Besides my dreams, I was carrying with me an amazing assortment of school supplies and sports equipment that had been donated graciously by students at Worcester Prep. Before I embarked on my journey, I set up donation boxes in the school; now items from those boxes were on the way to help supply a new school in Malawi.
I traveled with a mission group of nine others from the Presbyterian Church of Easton. We spent the first couple days in Lilongwe, the capital of Malawi, getting ready for a long and bumpy journey to Embangweni by car. The roads were awful and made me fully appreciate the ones we have in America.
During the time I spent in Malawi, I embraced the culture and enjoyed learning about it. What amazed me most was how happy Malawian people were with what little they have. They live for each day.
The women cannot show their knees, so they wrap a special type of cloth that they make called a chitenji around themselves. Most women work with a child on their back. They carry very heavy materials on top of their head. One woman I saw was carrying 150 pounds of water on her head. I would never even imagine doing that, but that is their way of life.
The Presbyterian Church of Easton donated the funds for a school in Kapiri, a town close to Embangweni. The reason for the school was that children in the 12 “nearby” villages have to walk up to eight to 10 miles each way to school. Many children didn’t make it to school.
The new school will make it easier for children to get to school each day and to get the education they need. While I was there, we had a celebration and dedication for this new primary school. The dedication of the school was not a cut-the-ribbon with scissors type of event, but instead the Malawian people danced, thanked us, and gave us gifts.

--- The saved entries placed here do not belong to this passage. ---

use clap::{Parser, Subcommand};
use romforge::cli::{
    concat_banked, concat_files, concat_words, file_info, flip_file, merge_files,
    merge_files_quad, pad_file, parse_fill_byte, patch_file, split_file, swap_file, SplitMode,
};
use std::path::PathBuf;
use std::process::ExitCode;

/// Version info from build.rs
const VERSION: &str = env!("ROMFORGE_VERSION");
const BUILD: &str = env!("ROMFORGE_BUILD");
const PROFILE: &str = env!("ROMFORGE_PROFILE");
const GIT_HASH: &str = env!("ROMFORGE_GIT_HASH");

/// Combined version string (compile-time concatenation not possible, so we build at runtime)
fn get_version() -> &'static str {
    use std::sync::OnceLock;
    static VERSION_STRING: OnceLock<String> = OnceLock::new();
    VERSION_STRING.get_or_init(|| {
        format!("{} {} build {} ({})", PROFILE, VERSION, BUILD, GIT_HASH)
    })
}

#[derive(Parser)]
#[command(name = "romforge")]
#[command(author, about = "ROM image bank and interleave toolkit", long_about = None)]
struct Cli {
    /// Print version
    #[arg(short = 'V', long)]
    version: bool,

    #[command(subcommand)]
    command: Option<Commands>,
}

#[derive(Subcommand)]
enum Commands {
    /// Split a file in half into two files
    #[command(alias = "h")]
    SplitHalf {
        input: PathBuf,
        out_a: PathBuf,
        out_b: PathBuf,
    },

    /// Split a file into two files, alternating bytes
    #[command(alias = "b")]
    SplitBytes {
        input: PathBuf,
        out_a: PathBuf,
        out_b: PathBuf,
    },

    /// Split a file into two files, alternating 16-bit words
    #[command(alias = "w")]
    SplitWords {
        input: PathBuf,
        out_a: PathBuf,
        out_b: PathBuf,
    },

    /// Flip the low/high bytes of a file (in place unless OUTPUT is given)
    #[command(alias = "f")]
    Flip {
        input: PathBuf,
        output: Option<PathBuf>,
    },

    /// Swap the top and bottom halves of a file (in place unless OUTPUT is given)
    #[command(alias = "s")]
    Swap {
        input: PathBuf,
        output: Option<PathBuf>,
    },

    /// Byte merge two files
    #[command(alias = "m")]
    Merge {
        in_low: PathBuf,
        in_high: PathBuf,
        output: PathBuf,
    },

    /// Byte merge four files
    #[command(alias = "q")]
    Merge4 {
        in_1: PathBuf,
        in_2: PathBuf,
        in_3: PathBuf,
        in_4: PathBuf,
        output: PathBuf,
    },

    /// Concatenate two files
    #[command(alias = "c")]
    Concat {
        in_a: PathBuf,
        in_b: PathBuf,
        output: PathBuf,
    },

    /// Concatenate two files, alternating 16-bit words (crom layout)
    #[command(alias = "d")]
    ConcatWords {
        in_a: PathBuf,
        in_b: PathBuf,
        output: PathBuf,
    },

    /// Concatenate two files into 8 MiB prom banks under OUT_DIR
    #[command(alias = "e")]
    ConcatBanked {
        in_a: PathBuf,
        in_b: PathBuf,
        out_dir: PathBuf,
    },

    /// Overwrite the first SIZE bytes of BASE with PATCH's prefix
    #[command(alias = "u")]
    Patch {
        patch: PathBuf,
        base: PathBuf,
        output: PathBuf,
        size: usize,
    },

    /// Pad a file to SIZE_KIB kilobytes with FILL
    #[command(alias = "p")]
    Pad {
        input: PathBuf,
        output: PathBuf,
        size_kib: usize,

        /// Fill byte, decimal or 0x-prefixed hex
        #[arg(value_parser = parse_fill)]
        fill: u8,
    },

    /// Report a file's size and crc32 (optionally to a text file)
    #[command(alias = "i")]
    Info {
        input: PathBuf,
        output: Option<PathBuf>,
    },
}

fn parse_fill(s: &str) -> Result<u8, String> {
    parse_fill_byte(s).map_err(|e| format!("{}", e))
}

fn main() -> ExitCode {
    let cli = Cli::parse();

    // Handle --version flag
    if cli.version {
        println!("romforge {}", get_version());
        return ExitCode::SUCCESS;
    }

    // Require a command if not showing version
    let command = match cli.command {
        Some(cmd) => cmd,
        None => {
            // Show help when no command provided
            use clap::CommandFactory;
            Cli::command().print_help().unwrap();
            println!();
            return ExitCode::SUCCESS;
        }
    };

    let result = match command {
        Commands::SplitHalf { input, out_a, out_b } => {
            split_file(&input, &out_a, &out_b, SplitMode::Half).map(|bytes| {
                println!(
                    "Split {} into {} and {} ({} bytes each)",
                    input.display(),
                    out_a.display(),
                    out_b.display(),
                    bytes
                );
            })
        }

        Commands::SplitBytes { input, out_a, out_b } => {
            split_file(&input, &out_a, &out_b, SplitMode::Bytes).map(|bytes| {
                println!(
                    "Split bytes of {} into {} and {} ({} bytes each)",
                    input.display(),
                    out_a.display(),
                    out_b.display(),
                    bytes
                );
            })
        }

        Commands::SplitWords { input, out_a, out_b } => {
            split_file(&input, &out_a, &out_b, SplitMode::Words).map(|bytes| {
                println!(
                    "Split words of {} into {} and {} ({} bytes each)",
                    input.display(),
                    out_a.display(),
                    out_b.display(),
                    bytes
                );
            })
        }

        Commands::Flip { input, output } => {
            flip_file(&input, output.as_deref()).map(|written| {
                println!("Flipped bytes of {} into {}", input.display(), written.display());
            })
        }

        Commands::Swap { input, output } => {
            swap_file(&input, output.as_deref()).map(|written| {
                println!("Swapped halves of {} into {}", input.display(), written.display());
            })
        }

        Commands::Merge { in_low, in_high, output } => {
            merge_files(&in_low, &in_high, &output).map(|bytes| {
                println!(
                    "Merged {} and {} into {} ({} bytes)",
                    in_low.display(),
                    in_high.display(),
                    output.display(),
                    bytes
                );
            })
        }

        Commands::Merge4 { in_1, in_2, in_3, in_4, output } => {
            merge_files_quad(&in_1, &in_2, &in_3, &in_4, &output).map(|bytes| {
                println!("Merged four files into {} ({} bytes)", output.display(), bytes);
            })
        }

        Commands::Concat { in_a, in_b, output } => {
            concat_files(&in_a, &in_b, &output).map(|bytes| {
                println!(
                    "Concatenated {} and {} into {} ({} bytes)",
                    in_a.display(),
                    in_b.display(),
                    output.display(),
                    bytes
                );
            })
        }

        Commands::ConcatWords { in_a, in_b, output } => {
            concat_words(&in_a, &in_b, &output).map(|bytes| {
                println!(
                    "Word-concatenated {} and {} into {} ({} bytes)",
                    in_a.display(),
                    in_b.display(),
                    output.display(),
                    bytes
                );
            })
        }

        Commands::ConcatBanked { in_a, in_b, out_dir } => {
            concat_banked(&in_a, &in_b, &out_dir).map(|written| {
                for path in &written {
                    println!("Bank {} saved", path.display());
                }
            })
        }

        Commands::Patch { patch, base, output, size } => {
            patch_file(&patch, &base, &output, size).map(|bytes| {
                println!(
                    "Patched first {} bytes of {} into {} ({} bytes)",
                    size,
                    base.display(),
                    output.display(),
                    bytes
                );
            })
        }

        Commands::Pad { input, output, size_kib, fill } => {
            pad_file(&input, &output, size_kib, fill).map(|bytes| {
                println!(
                    "Padded {} to {} KiB with 0x{:02X} into {} ({} bytes)",
                    input.display(),
                    size_kib,
                    fill,
                    output.display(),
                    bytes
                );
            })
        }

        Commands::Info { input, output } => {
            file_info(&input, output.as_deref()).map(|line| {
                println!("{}", line);
            })
        }
    };

    match result {
        Ok(()) => ExitCode::SUCCESS,
        Err(e) => {
            eprintln!("Error: {}", e);
            ExitCode::FAILURE
        }
    }
}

The most memorable gift we received was a goat. Yes, a real live goat on the day before we were leaving. We named our goat, Sputnik, because our rental car had that name on the side. Because we could not keep this goat, we loaded it in our van and donated it to the deaf school down the street from where we stayed.

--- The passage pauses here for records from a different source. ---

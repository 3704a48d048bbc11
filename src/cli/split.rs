use crate::error::Result;
use crate::store;
use crate::transform::{byte_deinterleave, equal_split, word_deinterleave};
use std::path::Path;

/// How a source image is divided between the two output files.
#[derive(Debug, Clone, Copy, PartialEq, Eq)]
pub enum SplitMode {
    /// First half / second half.
    Half,
    /// Alternating bytes.
    Bytes,
    /// Alternating 16-bit words.
    Words,
}

/// Split `input` into two files according to `mode`.
/// Returns the number of bytes written to each output file.
pub fn split_file(input: &Path, out_a: &Path, out_b: &Path, mode: SplitMode) -> Result<usize> {
    let data = store::load(input)?;

    let (low, high) = match mode {
        SplitMode::Half => equal_split(&data),
        SplitMode::Bytes => byte_deinterleave(&data),
        SplitMode::Words => word_deinterleave(&data)?,
    };

    let written = low.len();
    store::save(out_a, &low)?;
    store::save(out_b, &high)?;
    Ok(written)
}
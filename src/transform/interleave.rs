use crate::error::{Result, RomforgeError};

/// Split a buffer into its first and second halves.
/// A trailing odd byte belongs to neither half and is dropped.
pub fn equal_split(buf: &[u8]) -> (Vec<u8>, Vec<u8>) {
    let half = buf.len() / 2;
    (buf[..half].to_vec(), buf[half..2 * half].to_vec())
}

/// De-interleave a buffer at byte stride: even offsets into the first
/// output, odd offsets into the second. A trailing odd byte is dropped.
pub fn byte_deinterleave(buf: &[u8]) -> (Vec<u8>, Vec<u8>) {
    let half = buf.len() / 2;
    let mut low = Vec::with_capacity(half);
    let mut high = Vec::with_capacity(half);
    for pair in buf.chunks_exact(2) {
        low.push(pair[0]);
        high.push(pair[1]);
    }
    (low, high)
}

/// De-interleave a buffer at 16-bit word stride: each 4-byte group
/// contributes its first word to the first output and its second word to
/// the second output.
pub fn word_deinterleave(buf: &[u8]) -> Result<(Vec<u8>, Vec<u8>)> {
    if buf.len() % 4 != 0 {
        return Err(RomforgeError::SizeMismatch(format!(
            "word split requires a length divisible by 4, got {}",
            buf.len()
        )));
    }

    let half = buf.len() / 2;
    let mut low = Vec::with_capacity(half);
    let mut high = Vec::with_capacity(half);
    for group in buf.chunks_exact(4) {
        low.extend_from_slice(&group[..2]);
        high.extend_from_slice(&group[2..]);
    }
    Ok((low, high))
}

/// Swap the low and high byte of every 16-bit word.
pub fn byte_flip(buf: &[u8]) -> Result<Vec<u8>> {
    if buf.len() % 2 != 0 {
        return Err(RomforgeError::SizeMismatch(format!(
            "byte flip requires an even length, got {}",
            buf.len()
        )));
    }

    let mut flipped = Vec::with_capacity(buf.len());
    for pair in buf.chunks_exact(2) {
        flipped.push(pair[1]);
        flipped.push(pair[0]);
    }
    Ok(flipped)
}

/// Interleave two equal-length buffers at byte stride, first buffer at even
/// offsets.
pub fn byte_interleave2(low: &[u8], high: &[u8]) -> Result<Vec<u8>> {
    if low.len() != high.len() {
        return Err(RomforgeError::SizeMismatch(format!(
            "byte merge requires equal lengths, got {} and {}",
            low.len(),
            high.len()
        )));
    }

    let mut merged = Vec::with_capacity(low.len() * 2);
    for (&l, &h) in low.iter().zip(high) {
        merged.push(l);
        merged.push(h);
    }
    Ok(merged)
}

/// Interleave four equal-length buffers at byte stride, in argument order.
pub fn byte_interleave4(a: &[u8], b: &[u8], c: &[u8], d: &[u8]) -> Result<Vec<u8>> {
    let n = a.len();
    if b.len() != n || c.len() != n || d.len() != n {
        return Err(RomforgeError::SizeMismatch(format!(
            "four-way byte merge requires equal lengths, got {}, {}, {} and {}",
            n,
            b.len(),
            c.len(),
            d.len()
        )));
    }

    let mut merged = Vec::with_capacity(n * 4);
    for i in 0..n {
        merged.push(a[i]);
        merged.push(b[i]);
        merged.push(c[i]);
        merged.push(d[i]);
    }
    Ok(merged)
}

/// Exchange the top and bottom halves of a buffer (bottom half written
/// first). A trailing odd byte is dropped, consistent with `equal_split`.
pub fn swap_halves(buf: &[u8]) -> Vec<u8> {
    let half = buf.len() / 2;
    let mut swapped = Vec::with_capacity(half * 2);
    swapped.extend_from_slice(&buf[half..2 * half]);
    swapped.extend_from_slice(&buf[..half]);
    swapped
}

/// Interleave two equal-length buffers at 16-bit word stride: the output
/// word stream alternates a word of `a` with a word of `b`.
pub fn word_merge(a: &[u8], b: &[u8]) -> Result<Vec<u8>> {
    if a.len() != b.len() {
        return Err(RomforgeError::SizeMismatch(format!(
            "word merge requires equal lengths, got {} and {}",
            a.len(),
            b.len()
        )));
    }
    if a.len() % 2 != 0 {
        return Err(RomforgeError::SizeMismatch(format!(
            "word merge requires whole 16-bit words, got {} bytes per input",
            a.len()
        )));
    }

    let mut merged = Vec::with_capacity(a.len() + b.len());
    for (wa, wb) in a.chunks_exact(2).zip(b.chunks_exact(2)) {
        merged.extend_from_slice(wa);
        merged.extend_from_slice(wb);
    }
    Ok(merged)
}

#[cfg(test)]
mod tests {
    use super::*;

    #[test]
    fn test_equal_split() {
        let (low, high) = equal_split(&[1, 2, 3, 4, 5, 6]);
        assert_eq!(low, vec![1, 2, 3]);
        assert_eq!(high, vec![4, 5, 6]);
    }

    #[test]
    fn test_equal_split_drops_odd_byte() {
        let (low, high) = equal_split(&[1, 2, 3, 4, 5]);
        assert_eq!(low, vec![1, 2]);
        assert_eq!(high, vec![3, 4]);
    }

    #[test]
    fn test_byte_deinterleave() {
        let (low, high) = byte_deinterleave(&[0x10, 0x20, 0x11, 0x21, 0x12, 0x22]);
        assert_eq!(low, vec![0x10, 0x11, 0x12]);
        assert_eq!(high, vec![0x20, 0x21, 0x22]);
    }

    #[test]
    fn test_byte_deinterleave_drops_odd_byte() {
        let (low, high) = byte_deinterleave(&[1, 2, 3]);
        assert_eq!(low, vec![1]);
        assert_eq!(high, vec![2]);
    }

    #[test]
    fn test_word_deinterleave() {
        let buf = [0xA0, 0xA1, 0xB0, 0xB1, 0xA2, 0xA3, 0xB2, 0xB3];
        let (low, high) = word_deinterleave(&buf).unwrap();
        assert_eq!(low, vec![0xA0, 0xA1, 0xA2, 0xA3]);
        assert_eq!(high, vec![0xB0, 0xB1, 0xB2, 0xB3]);
    }

    #[test]
    fn test_word_deinterleave_rejects_ragged_length() {
        assert!(matches!(
            word_deinterleave(&[0; 6]),
            Err(RomforgeError::SizeMismatch(_))
        ));
    }

    #[test]
    fn test_byte_flip() {
        let flipped = byte_flip(&[0x01, 0x02, 0x03, 0x04]).unwrap();
        assert_eq!(flipped, vec![0x02, 0x01, 0x04, 0x03]);
    }

    #[test]
    fn test_byte_flip_is_involution() {
        let data: Vec<u8> = (0..128).collect();
        let twice = byte_flip(&byte_flip(&data).unwrap()).unwrap();
        assert_eq!(twice, data);
    }

    #[test]
    fn test_byte_flip_rejects_odd_length() {
        assert!(matches!(
            byte_flip(&[1, 2, 3]),
            Err(RomforgeError::SizeMismatch(_))
        ));
    }

    #[test]
    fn test_byte_interleave2() {
        let merged = byte_interleave2(&[0x10, 0x11], &[0x20, 0x21]).unwrap();
        assert_eq!(merged, vec![0x10, 0x20, 0x11, 0x21]);
    }

    #[test]
    fn test_byte_interleave2_rejects_unequal_lengths() {
        assert!(matches!(
            byte_interleave2(&[1, 2], &[3]),
            Err(RomforgeError::SizeMismatch(_))
        ));
        assert!(matches!(
            byte_interleave2(&[1], &[2, 3]),
            Err(RomforgeError::SizeMismatch(_))
        ));
    }

    #[test]
    fn test_byte_deinterleave_then_interleave2_roundtrips() {
        let data: Vec<u8> = (0..100).collect();
        let (low, high) = byte_deinterleave(&data);
        assert_eq!(byte_interleave2(&low, &high).unwrap(), data);
    }

    #[test]
    fn test_byte_interleave4() {
        let merged = byte_interleave4(&[1, 5], &[2, 6], &[3, 7], &[4, 8]).unwrap();
        assert_eq!(merged, vec![1, 2, 3, 4, 5, 6, 7, 8]);
    }

    #[test]
    fn test_byte_interleave4_rejects_unequal_lengths() {
        assert!(matches!(
            byte_interleave4(&[1], &[2], &[3], &[4, 5]),
            Err(RomforgeError::SizeMismatch(_))
        ));
    }

    #[test]
    fn test_swap_halves() {
        assert_eq!(swap_halves(&[1, 2, 3, 4]), vec![3, 4, 1, 2]);
    }

    #[test]
    fn test_swap_halves_is_involution_for_even_length() {
        let data: Vec<u8> = (0..64).collect();
        assert_eq!(swap_halves(&swap_halves(&data)), data);
    }

    #[test]
    fn test_swap_halves_drops_odd_byte() {
        assert_eq!(swap_halves(&[1, 2, 3, 4, 5]), vec![3, 4, 1, 2]);
    }

    #[test]
    fn test_word_merge() {
        let merged = word_merge(&[0xA0, 0xA1, 0xA2, 0xA3], &[0xB0, 0xB1, 0xB2, 0xB3]).unwrap();
        assert_eq!(merged, vec![0xA0, 0xA1, 0xB0, 0xB1, 0xA2, 0xA3, 0xB2, 0xB3]);
    }

    #[test]
    fn test_word_merge_then_word_deinterleave_roundtrips() {
        let a: Vec<u8> = (0..32).collect();
        let b: Vec<u8> = (32..64).collect();
        let merged = word_merge(&a, &b).unwrap();
        let (low, high) = word_deinterleave(&merged).unwrap();
        assert_eq!(low, a);
        assert_eq!(high, b);
    }

    #[test]
    fn test_word_merge_rejects_unequal_lengths() {
        assert!(matches!(
            word_merge(&[1, 2], &[3, 4, 5, 6]),
            Err(RomforgeError::SizeMismatch(_))
        ));
    }

    #[test]
    fn test_word_merge_rejects_odd_word() {
        assert!(matches!(
            word_merge(&[1, 2, 3], &[4, 5, 6]),
            Err(RomforgeError::SizeMismatch(_))
        ));
    }

    #[test]
    fn test_empty_buffers() {
        assert_eq!(equal_split(&[]), (vec![], vec![]));
        assert_eq!(byte_deinterleave(&[]), (vec![], vec![]));
        assert_eq!(word_deinterleave(&[]).unwrap(), (vec![], vec![]));
        assert_eq!(byte_flip(&[]).unwrap(), Vec::<u8>::new());
        assert_eq!(byte_interleave2(&[], &[]).unwrap(), Vec::<u8>::new());
        assert_eq!(swap_halves(&[]), Vec::<u8>::new());
        assert_eq!(word_merge(&[], &[]).unwrap(), Vec::<u8>::new());
    }
}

While I was there, I mostly kept myself very busy with the children. I read books such as “Corduroy,” “Rainbow Fish,” “Curious George,” “The Kite,” “Donkey Donkey,” “Clifford,” and “The Very Hungry Caterpillar” to the primary school children.
Usually, a craft activity followed the book I read. The students I had were delighted that they got to keep the crafts that they made.

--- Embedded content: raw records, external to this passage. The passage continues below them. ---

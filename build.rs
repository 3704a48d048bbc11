use std::fs;
use std::path::Path;
use std::process::Command;

fn main() {
    // Read and increment build number
    let build_file = Path::new("BUILD_NUMBER");
    let build_number: u64 = if build_file.exists() {
        fs::read_to_string(build_file)
            .unwrap_or_else(|_| "0".to_string())
            .trim()
            .parse()
            .unwrap_or(0)
    } else {
        0
    };

    let new_build = build_number + 1;
    fs::write(build_file, new_build.to_string()).expect("Failed to write build number");

    // Detect if this is a release build
    let profile = std::env::var("PROFILE").unwrap_or_else(|_| "debug".to_string());
    let is_release = profile == "release";

    // Read version from VERSION file
    let version_file = Path::new("VERSION");
    let version = if version_file.exists() {
        fs::read_to_string(version_file)
            .unwrap_or_else(|_| "0.1.0".to_string())
            .trim()
            .to_string()
    } else {
        "0.1.0".to_string()
    };

    // Get git commit hash if available
    let git_hash = Command::new("git")
        .args(["rev-parse", "--short", "HEAD"])
        .output()
        .ok()
        .and_then(|o| String::from_utf8(o.stdout).ok())
        .map(|s| s.trim().to_string())
        .unwrap_or_else(|| "unknown".to_string());

    // Set environment variables for compilation
    println!("cargo:rustc-env=ROMFORGE_VERSION={}", version);
    println!("cargo:rustc-env=ROMFORGE_BUILD={}", new_build);
    println!("cargo:rustc-env=ROMFORGE_PROFILE={}", if is_release { "release" } else { "development" });
    println!("cargo:rustc-env=ROMFORGE_GIT_HASH={}", git_hash);

    // Rerun if these files change
    println!("cargo:rerun-if-changed=BUILD_NUMBER");
    println!("cargo:rerun-if-changed=VERSION");
    println!("cargo:rerun-if-env-changed=PROFILE");
}
pub mod bank;
pub mod checksum;
pub mod interleave;
pub mod pad;
pub mod patch;

pub use bank::*;
pub use checksum::*;
pub use interleave::*;
pub use pad::*;
pub use patch::*;

use crate::error::{Result, RomforgeError};

/// Reserve an owned buffer with room for exactly `len` bytes.
/// Reservation failure is reported as `Allocation` instead of aborting.
pub(crate) fn alloc_buffer(len: usize) -> Result<Vec<u8>> {
    let mut buffer = Vec::new();
    buffer
        .try_reserve_exact(len)
        .map_err(|_| RomforgeError::Allocation(len))?;
    Ok(buffer)
}
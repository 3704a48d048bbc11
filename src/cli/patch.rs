use crate::error::Result;
use crate::store;
use crate::transform::overlay;
use std::path::Path;

/// Overwrite the first `size` bytes of `base_input` with `patch_input`'s
/// prefix and write the result to `output`.
/// Returns the output length in bytes.
pub fn patch_file(patch_input: &Path, base_input: &Path, output: &Path, size: usize) -> Result<usize> {
    let patch = store::load(patch_input)?;
    let base = store::load(base_input)?;

    let result = overlay(&base, &patch, size)?;
    store::save(output, &result)?;
    Ok(result.len())
}

#[cfg(test)]
mod tests {
    use super::*;
    use tempfile::tempdir;

    #[test]
    fn test_patch_file() {
        let dir = tempdir().unwrap();
        let patch = dir.path().join("fix.bin");
        let base = dir.path().join("rom.bin");
        let out = dir.path().join("patched.bin");

        std::fs::write(&patch, [0xFF, 0xFF, 0xFF, 0xFF]).unwrap();
        std::fs::write(&base, [0, 0, 0, 0, 0, 0]).unwrap();

        let written = patch_file(&patch, &base, &out, 2).unwrap();
        assert_eq!(written, 6);
        assert_eq!(std::fs::read(&out).unwrap(), vec![0xFF, 0xFF, 0, 0, 0, 0]);
    }

    #[test]
    fn test_patch_oversized_leaves_no_output() {
        let dir = tempdir().unwrap();
        let patch = dir.path().join("fix.bin");
        let base = dir.path().join("rom.bin");
        let out = dir.path().join("patched.bin");

        std::fs::write(&patch, [1, 2]).unwrap();
        std::fs::write(&base, [0; 8]).unwrap();

        assert!(patch_file(&patch, &base, &out, 4).is_err());
        assert!(!out.exists());
    }
}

I taught the kids to make paper airplanes, which was followed by a contest on who could throw it the farthest. I also went on a mobile clinic and helped weigh babies with a weighted hook tied to a tree. I gave out pills and made tallies to see if the children were malnourished, overweight, or average. Sadly, most of my tallies went to malnourished.
For the adults in the village, I taught a computer class, which included Microsoft Word and PowerPoint. The people that I taught were the nurses of the Embangweni Hospital.
I ran sport activities for the older kids; they taught me new soccer skills, and I taught them Frisbee and how to jump rope. By the end our sessions, they were jumping rope faster than I, which showed me their agility, and their openness and eagerness to learn.
I will never forget the opening of the new school and the handing out of the supplies we brought. There were 1,200 plus eyes in the crowd looking at us amazed and appreciative, for they had a new school and materials to go with it. It’s my goal that helping to build a school in Kapiri with my church will help many children start their education, improve their future and the future of Malawi.